Calculating the relative Y/R is one of the important methods for assessing fish stocks, wherein productivity can be determined under the conditions of the current situation of the exploitation level compared to that of the continuous maximum Y/R and the required level of exploitation to achieve it. The results of the current study indicated that, at the current M, the maximum Y/R can be achieved at a lower F than the current one, which means that L. lentjan is subjected to overfishing and that the F should be reduced by 19.62% of its current level to maintain the stock of this fish species.
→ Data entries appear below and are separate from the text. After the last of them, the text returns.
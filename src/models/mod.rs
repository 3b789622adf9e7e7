//! Core data models for the bonus reconciliation engine.
//!
//! This module contains the spreadsheet view the engine reads, the
//! per-employee records it builds, and the rows and report it emits.

mod cell;
mod comparison;
mod employee;
mod month_key;
mod report;
mod sheet;

pub use cell::{CellValue, FormulaCell};
pub use comparison::{ComparisonRow, MatchStatus, Stage, StageValues};
pub use employee::{EmployeeCategory, EmployeeKey, GrossRecord, MonthlyTimeline};
pub use month_key::{MonthKey, MonthWindow};
pub use report::{
    HrFigure, ReconciliationReport, ReconciliationSummary, RunWarning, StageSummary,
};
pub use sheet::{Sheet, Workbook};

#[cfg(test)]
pub(crate) use sheet::text_row;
In contrast, the continuation of the F at its present value with an increase in t_c will lead to an increase in Y/R and this requires the regulation of fishing operations and its tools. The results of this study are consistent with the findings of Mehanna et al. (2012) that L. nebulosus in the Arabian Sea coast of Oman is being overexploited and that fishing pressure should be reduced by 50 to 75% for rational exploitation. In contrast, the study by Grandcourt et al. (2011) on L. lentjan in the southern Arabian Gulf indicated that the F was much lower than the level necessary to obtain the maximum Y/R; therefore, the current F (0.22) should be raised to 0.56 to achieve optimal Y/R.

5. Conclusion

It can be concluded that the stock of L. lentjan in the Red Sea coast of Saudi Arabia is overexploited as the F was higher than that required to achieve the maximum Y/R. Therefore, the fishing pressure should be reduced through the regulation of fishing operations by decreasing the number of fishing trips or fishing days in addition to the promotion of the use of suitable fishing tools for catching larger sized fish.

Declaration of Competing Interest

The authors declare that they have no known competing financial interests or personal relationships that could have appeared to influence the work reported in this paper.